BEGIN Exercise material
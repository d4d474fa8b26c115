// SPDX-License-Identifier: MIT OR Apache-2.0
// Copyright (c) 2025 dagflow contributors

//! Utility modules
//!
//! Common utilities for the dagflow CLI.

pub mod colors;
pub mod spinner;

pub use colors::*;
pub use spinner::*;
// SPDX-License-Identifier: MIT OR Apache-2.0
// Copyright (c) 2025 dagflow contributors

//! Terminal color utilities
//!
//! Provides consistent color schemes across the CLI.

use colored::{ColoredString, Colorize};

use crate::tracker::{NodeStatus, RunStatus};

/// Colored label for a run status
pub fn run_status(status: RunStatus) -> ColoredString {
    let label = status.to_string();
    match status {
        RunStatus::Succeeded => label.green().bold(),
        RunStatus::Failed => label.red().bold(),
        RunStatus::Cancelled => label.yellow().bold(),
        RunStatus::Pending | RunStatus::Running => label.blue(),
    }
}

/// Status marker and colored label for a node
pub fn node_status(status: NodeStatus) -> (ColoredString, ColoredString) {
    let label = status.to_string();
    match status {
        NodeStatus::Succeeded => ("✓".green(), label.green()),
        NodeStatus::Failed => ("✗".red(), label.red()),
        NodeStatus::Skipped => ("○".dimmed(), label.dimmed()),
        NodeStatus::Running => ("→".blue(), label.blue()),
        NodeStatus::Pending | NodeStatus::Ready => ("·".dimmed(), label.normal()),
    }
}

/// Print a styled header
pub fn print_header(title: &str) {
    println!("{}", title.bold());
    println!("{}", "═".repeat(title.len().max(40)));
}

/// Print a success check
pub fn print_success(msg: &str) {
    println!("  {} {}", "✓".green(), msg);
}

/// Print a warning
pub fn print_warning(msg: &str) {
    println!("  {} {}", "⚠".yellow(), msg);
}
END Exercise material
What is expected -> Which lines in the listing have the string "Succeeded"? Pick them out and copy them.

The answer ->
        RunStatus::Succeeded => label.green().bold(),
        NodeStatus::Succeeded => ("✓".green(), label.green()),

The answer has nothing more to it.